Hoje mudou também a ideia do que é verdadeiro e falso. A sociedade procura o que funciona sem querer saber se é certo ou errado. A religiosidade tornou-se subjetiva, mudando a ideia do que é verdadeiro e falso uma vez que agora não se está preocupado com a verdade absoluta. Aliás, na visão de muitas pessoas, não existe mais espaço para a verdade inquestionável. Já era o absolutismo.

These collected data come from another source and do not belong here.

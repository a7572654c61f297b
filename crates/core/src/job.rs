//! Job lifecycle states and the reconciliation transform.
//!
//! The execution backend owns the authoritative state of a job; the gateway
//! keeps a persisted mirror. [`reconcile`] computes what (if anything) to
//! write to the mirror given both sides. It is a pure function so the
//! transition policy is testable without a queue or a database.

use serde::{Deserialize, Serialize};

/// Locally persisted job status.
///
/// `pending`, `success`, and `failed` are the states this gateway assigns;
/// anything else the backend reports (e.g. `running`, `retrying`) is
/// mirrored verbatim as `Other`.
#[derive(Debug, Clone, PartialEq, Eq)]
pub enum JobStatus {
    Pending,
    Success,
    Failed,
    Other(String),
}

impl JobStatus {
    /// Storage/wire representation.
    pub fn as_str(&self) -> &str {
        match self {
            JobStatus::Pending => "pending",
            JobStatus::Success => "success",
            JobStatus::Failed => "failed",
            JobStatus::Other(s) => s,
        }
    }

    /// Parse the storage representation. Unrecognized strings round-trip
    /// through `Other`.
    pub fn from_str(s: &str) -> Self {
        match s {
            "pending" => JobStatus::Pending,
            "success" => JobStatus::Success,
            "failed" => JobStatus::Failed,
            other => JobStatus::Other(other.to_string()),
        }
    }

    /// Terminal states never move backward.
    pub fn is_terminal(&self) -> bool {
        matches!(self, JobStatus::Success | JobStatus::Failed)
    }
}

/// Authoritative state reported by the execution backend for one job.
#[derive(Debug, Clone, PartialEq, Serialize, Deserialize)]
#[serde(tag = "state", rename_all = "snake_case")]
pub enum RemoteJobState {
    /// Queued, not yet picked up.
    Pending,
    /// Picked up by a worker.
    Running,
    /// Finished successfully with a result payload.
    Succeeded { result: serde_json::Value },
    /// Finished with an error.
    Failed { error: String },
    /// Any other backend-specific intermediate state.
    Other {
        #[serde(rename = "value")]
        state: String,
    },
}

/// A pending write to the local mirror, produced by [`reconcile`].
#[derive(Debug, Clone, PartialEq)]
pub struct JobUpdate {
    pub status: JobStatus,
    pub result: Option<serde_json::Value>,
    pub error: Option<String>,
}

/// Decide what to persist given the mirror's current status and the
/// backend's authoritative state.
///
/// Policy:
/// - terminal backend states always win and are idempotent to re-apply;
/// - `pending` never mutates (the mirror starts pending by construction);
/// - intermediate states are mirrored verbatim, but never over a terminal
///   local status and never when the mirror already matches.
pub fn reconcile(local: &JobStatus, remote: &RemoteJobState) -> Option<JobUpdate> {
    match remote {
        RemoteJobState::Succeeded { result } => Some(JobUpdate {
            status: JobStatus::Success,
            result: Some(result.clone()),
            error: None,
        }),
        RemoteJobState::Failed { error } => Some(JobUpdate {
            status: JobStatus::Failed,
            result: None,
            error: Some(error.clone()),
        }),
        RemoteJobState::Pending => None,
        RemoteJobState::Running => mirror_intermediate(local, "running"),
        RemoteJobState::Other { state } => mirror_intermediate(local, state),
    }
}

fn mirror_intermediate(local: &JobStatus, state: &str) -> Option<JobUpdate> {
    if local.is_terminal() || local.as_str() == state {
        return None;
    }
    Some(JobUpdate {
        status: JobStatus::Other(state.to_string()),
        result: None,
        error: None,
    })
}
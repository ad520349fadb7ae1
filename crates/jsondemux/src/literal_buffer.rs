//! Character-by-character matching of the JSON literals `true`, `false` and
//! `null`.

use crate::value::Value;

/// What happened after feeding one more character into the literal matcher.
#[derive(Debug)]
pub(crate) enum Step {
    /// Character matched, but the literal is not finished yet.
    NeedMore,
    /// Character matched *and* completed the literal.
    Done(Value),
    /// Character did not match the expected byte.
    Reject,
}

/// Matches the remainder of a literal after its first character was seen.
#[derive(Debug, Clone, Copy, PartialEq, Eq)]
pub(crate) struct LiteralBuffer {
    remaining: &'static [u8],
    literal: &'static str,
}

impl LiteralBuffer {
    /// Starts matching after the first character (`t`, `f` or `n`).
    ///
    /// Callers dispatch on the first character themselves, so anything else
    /// here is a logic error.
    pub(crate) fn new(first: char) -> Self {
        let (remaining, literal) = match first {
            't' => (b"rue".as_slice(), "true"),
            'f' => (b"alse".as_slice(), "false"),
            'n' => (b"ull".as_slice(), "null"),
            _ => unreachable!("literal dispatch on {first:?}"),
        };
        Self { remaining, literal }
    }

    /// The full literal being matched, for error messages.
    pub(crate) fn expecting(&self) -> &'static str {
        self.literal
    }

    /// Feeds the next input character.
    pub(crate) fn step(&mut self, ch: char) -> Step {
        match self.remaining.split_first() {
            Some((&expected, rest)) if expected as char == ch => {
                if rest.is_empty() {
                    Step::Done(match self.literal {
                        "true" => Value::Boolean(true),
                        "false" => Value::Boolean(false),
                        _ => Value::Null,
                    })
                } else {
                    self.remaining = rest;
                    Step::NeedMore
                }
            }
            _ => Step::Reject,
        }
    }
}
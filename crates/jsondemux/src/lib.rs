//! Streaming JSON demultiplexer.
//!
//! `jsondemux` incrementally parses a JSON object streamed character by
//! character and routes each field's value into a per-field *sink* the
//! moment it is available, before the producer has finished transmitting
//! the document. A consumer awaiting a scalar field resumes as soon as that
//! field's value closes; a consumer iterating a streaming field receives
//! each fragment as soon as it is lexed.
//!
//! The shape of the object is declared up front as a [`Schema`]; every
//! declared field gets one sink, created eagerly at construction:
//!
//! - single-value fields resolve once ([`SingleSink`]),
//! - stream fields emit a replayable sequence of fragments ([`StreamSink`]),
//! - nested-object fields resolve, at the nested `{`, to the
//!   [`DemuxHandle`] of a sub-demultiplexer whose own fields can be awaited
//!   immediately.
//!
//! # Examples
//!
//! ```
//! # #[tokio::main(flavor = "current_thread")]
//! # async fn main() -> Result<(), jsondemux::DemuxError> {
//! use jsondemux::{JsonDemux, Schema, Value, ValueKind};
//!
//! let schema = Schema::builder()
//!     .single("title", ValueKind::String)
//!     .stream("body", ValueKind::String)
//!     .build();
//! let mut demux = JsonDemux::new(schema);
//! let handle = demux.handle();
//!
//! // The consumer can attach before a single character arrived.
//! let reader = tokio::spawn(async move {
//!     let mut body = String::new();
//!     let mut fragments = handle.stream("body").iter();
//!     while let Some(fragment) = fragments.next().await {
//!         body.push_str(fragment?.as_str().unwrap());
//!     }
//!     Ok::<_, jsondemux::DemuxError>(body)
//! });
//!
//! demux.feed(r#"{"title": "demo", "body": "hello"}"#)?;
//!
//! assert_eq!(demux.single("title").value().await?, Value::String("demo".into()));
//! assert_eq!(reader.await.unwrap()?, "hello");
//! # Ok(())
//! # }
//! ```
//!
//! Feeding is synchronous and chunk-insensitive; all suspension happens on
//! the consumer side. See [`JsonDemux`] for the feed interface and
//! [`Schema::assert_conforms_to`] for cross-checking a schema against an
//! external model description.

mod demux;
mod error;
mod escape_buffer;
mod literal_buffer;
mod number_buffer;
mod options;
mod schema;
mod sink;
mod skip_buffer;
mod value;

mod conformance;

pub use conformance::{ModelSchema, ModelSchemaBuilder, ModelType};
pub use demux::{DemuxHandle, FieldSink, JsonDemux};
pub use error::DemuxError;
pub use options::{DemuxOptions, UnknownFieldPolicy};
pub use schema::{FieldSpec, Schema, SchemaBuilder, SinkKind, ValueKind};
pub use sink::{SingleSink, StreamIter, StreamSink};
pub use value::Value;

#[cfg(test)]
mod tests;
//! Consuming one balanced JSON value without emitting it anywhere.
//!
//! Used by the permissive unknown-field mode: after an undeclared key, the
//! whole value (scalar, string, object or array, at any nesting depth) is
//! swallowed. Depth counting is string-aware so braces and brackets inside
//! string literals do not unbalance the skip.

/// What to do after offering one character to the skipper.
#[derive(Debug, Clone, Copy, PartialEq, Eq)]
pub(crate) enum Step {
    Continue,
    /// The value ended with this character (closing quote, brace or bracket).
    DoneConsumed,
    /// The value ended *before* this character (scalar terminator); the
    /// caller must re-dispatch it.
    DoneRedispatch,
}

#[derive(Debug, Clone, Copy, PartialEq, Eq)]
enum Mode {
    /// Bare scalar: anything up to a structural terminator.
    Scalar,
    /// Inside a string literal.
    InString,
    /// Inside a string literal, directly after a backslash.
    StringEscape,
    /// Inside an object or array, between strings.
    Container,
}

#[derive(Debug)]
pub(crate) struct ValueSkipper {
    mode: Mode,
    depth: u32,
}

impl ValueSkipper {
    /// Starts skipping at the first character of the value.
    ///
    /// The first character is consumed: a quote opens a string, a brace or
    /// bracket opens a container, anything else is treated as a scalar.
    pub(crate) fn begin(first: char) -> Self {
        match first {
            '"' => Self {
                mode: Mode::InString,
                depth: 0,
            },
            '{' | '[' => Self {
                mode: Mode::Container,
                depth: 1,
            },
            _ => Self {
                mode: Mode::Scalar,
                depth: 0,
            },
        }
    }

    pub(crate) fn step(&mut self, ch: char) -> Step {
        match self.mode {
            Mode::Scalar => match ch {
                ',' | '}' | ']' | ' ' | '\t' | '\n' | '\r' => Step::DoneRedispatch,
                _ => Step::Continue,
            },
            Mode::InString => match ch {
                '\\' => {
                    self.mode = Mode::StringEscape;
                    Step::Continue
                }
                '"' if self.depth == 0 => Step::DoneConsumed,
                '"' => {
                    self.mode = Mode::Container;
                    Step::Continue
                }
                _ => Step::Continue,
            },
            Mode::StringEscape => {
                self.mode = Mode::InString;
                Step::Continue
            }
            Mode::Container => match ch {
                '"' => {
                    self.mode = Mode::InString;
                    Step::Continue
                }
                '{' | '[' => {
                    self.depth += 1;
                    Step::Continue
                }
                '}' | ']' => {
                    self.depth -= 1;
                    if self.depth == 0 {
                        Step::DoneConsumed
                    } else {
                        Step::Continue
                    }
                }
                _ => Step::Continue,
            },
        }
    }
}

#[cfg(test)]
mod tests {
    use super::{Step, ValueSkipper};

    /// Skips `input` and returns how many characters were left unconsumed.
    fn skip(input: &str) -> usize {
        let mut chars = input.chars();
        let mut skipper = ValueSkipper::begin(chars.next().unwrap());
        let mut remaining = input.chars().count() - 1;
        for ch in chars {
            match skipper.step(ch) {
                Step::Continue => remaining -= 1,
                Step::DoneConsumed => return remaining - 1,
                Step::DoneRedispatch => return remaining,
            }
        }
        panic!("value left unfinished");
    }

    #[test]
    fn scalar_stops_at_terminator() {
        assert_eq!(skip("123,"), 1);
        assert_eq!(skip("true}"), 1);
        assert_eq!(skip("null ,"), 2);
    }

    #[test]
    fn string_consumes_closing_quote() {
        assert_eq!(skip(r#""hello","#), 1);
        assert_eq!(skip(r#""he\"llo","#), 1);
        assert_eq!(skip(r#""a}b{c","#), 1);
    }

    #[test]
    fn containers_balance() {
        assert_eq!(skip(r#"{"a": {"b": [1, 2]}},"#), 1);
        assert_eq!(skip(r#"[1, [2, 3], {"x": "y"}],"#), 1);
    }

    #[test]
    fn braces_inside_strings_ignored() {
        assert_eq!(skip(r#"{"a": "}}}"},"#), 1);
        assert_eq!(skip(r#"["[", "]"],"#), 1);
    }
}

O niilismo trouxe essa quebra de paradigma e colocou um fim na verdade absoluta. Tudo é questionado e criticado. Hoje as pessoas querem saber o que lhes é agradável, o que pode saciar a ideia do que quer agora, imediatamente. É a ideia do eu, do meu e do agora. A pessoa diz o que quer, do jeito que quer viver e crer e deseja resultados de sua fé imediatamente.

Estamos na era do egoísmo e do individualismo extremo. Abaixo a coletividade, pois o importante é sobressair a vontade própria. Parece contraditório, mas – mesmo existindo as comunidades em rede, aumenta o individualismo. Em outras palavras, a pessoa está cada vez mais sozinha mesmo conectada.